▸ **EXERCISE INSTRUCTIONS**
The records sit below. Return every line in them that holds the word "Option".

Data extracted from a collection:
============================================================

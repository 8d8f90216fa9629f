use std::fmt::{Debug, Formatter};
use std::sync::Arc;

use time::{Duration, OffsetDateTime};

use crate::response::TokenResponse;
use crate::storage::{KeyValueStorage, MemoryStorage, WebStorage};
use crate::token_claims::AccessTokenClaims;
use crate::{AccessToken, RefreshToken, token_validation};

pub const ACCESS_TOKEN_KEY: &str = "access-token";
pub const REFRESH_TOKEN_KEY: &str = "refresh-token";

/// Written by earlier, stateful versions of the login flow. Only ever removed.
pub const LEGACY_STATE_KEY: &str = "state";
pub const LEGACY_CODE_VERIFIER_KEY: &str = "code-verifier";

#[derive(Debug, Clone, PartialEq, Eq)]
struct StorageKeys {
    access_token: String,
    refresh_token: String,
    legacy_state: String,
    legacy_code_verifier: String,
}

impl StorageKeys {
    fn new(prefix: &str) -> Self {
        Self {
            access_token: format!("{prefix}{ACCESS_TOKEN_KEY}"),
            refresh_token: format!("{prefix}{REFRESH_TOKEN_KEY}"),
            legacy_state: format!("{prefix}{LEGACY_STATE_KEY}"),
            legacy_code_verifier: format!("{prefix}{LEGACY_CODE_VERIFIER_KEY}"),
        }
    }

    fn all(&self) -> [&str; 4] {
        [
            &self.access_token,
            &self.refresh_token,
            &self.legacy_state,
            &self.legacy_code_verifier,
        ]
    }
}

/// Durable home of the access and refresh token.
///
/// Tokens are read from and written to the `durable` storage (`localStorage` in the browser).
/// Clearing also wipes the `session` storage (`sessionStorage`), where older versions kept data.
///
/// There is no locking beyond what the backends do: two tabs refreshing at the same time may
/// overwrite each other's tokens, which is accepted.
#[derive(Clone)]
pub struct TokenStore {
    durable: Arc<dyn KeyValueStorage>,
    session: Arc<dyn KeyValueStorage>,
    keys: StorageKeys,
}

impl Debug for TokenStore {
    fn fmt(&self, f: &mut Formatter<'_>) -> std::fmt::Result {
        f.debug_struct("TokenStore")
            .field("keys", &self.keys)
            .finish_non_exhaustive()
    }
}

impl TokenStore {
    pub fn new(
        durable: Arc<dyn KeyValueStorage>,
        session: Arc<dyn KeyValueStorage>,
        key_prefix: &str,
    ) -> Self {
        Self {
            durable,
            session,
            keys: StorageKeys::new(key_prefix),
        }
    }

    /// Backed by `window.localStorage` and `window.sessionStorage`.
    pub fn browser(key_prefix: &str) -> Self {
        Self::new(
            Arc::new(WebStorage::local()),
            Arc::new(WebStorage::session()),
            key_prefix,
        )
    }

    pub fn in_memory(key_prefix: &str) -> Self {
        Self::new(
            Arc::new(MemoryStorage::new()),
            Arc::new(MemoryStorage::new()),
            key_prefix,
        )
    }

    pub fn access_token(&self) -> Option<AccessToken> {
        self.durable.get(&self.keys.access_token)
    }

    pub fn refresh_token(&self) -> Option<RefreshToken> {
        self.durable.get(&self.keys.refresh_token)
    }

    /// Persist a token response. A response without a refresh token keeps the stored one.
    pub fn store(&self, tokens: &TokenResponse) {
        self.durable
            .set(&self.keys.access_token, &tokens.access_token);
        if let Some(refresh_token) = &tokens.refresh_token {
            self.durable.set(&self.keys.refresh_token, refresh_token);
        }
        tracing::trace!(
            has_refresh_token = tokens.refresh_token.is_some(),
            "Stored tokens"
        );
    }

    /// Remove all tokens and legacy login state from both backends.
    pub fn clear(&self) {
        for key in self.keys.all() {
            self.durable.remove(key);
            self.session.remove(key);
        }
        tracing::trace!("Cleared all stored tokens");
    }

    pub fn clear_legacy_keys(&self) {
        for key in [&self.keys.legacy_state, &self.keys.legacy_code_verifier] {
            self.durable.remove(key);
            self.session.remove(key);
        }
    }

    /// Claims of the stored access token, if there is one that decodes.
    pub fn access_token_claims(&self) -> Option<AccessTokenClaims> {
        let access_token = self.access_token()?;
        token_validation::decode_unverified(&access_token)
            .inspect_err(|err| tracing::debug!(?err, "Stored access token does not decode."))
            .ok()
    }

    /// Whether a stored access token exists and outlives `now + buffer`.
    pub fn is_authenticated(&self, now: OffsetDateTime, buffer: Duration) -> bool {
        match self.access_token() {
            Some(access_token) => {
                token_validation::is_access_token_valid(&access_token, now, buffer)
            }
            None => false,
        }
    }
}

============================================================

▸ **RESULT OF THE EXERCISE**
    pub fn access_token(&self) -> Option<AccessToken> {
    pub fn refresh_token(&self) -> Option<RefreshToken> {
    pub fn access_token_claims(&self) -> Option<AccessTokenClaims> {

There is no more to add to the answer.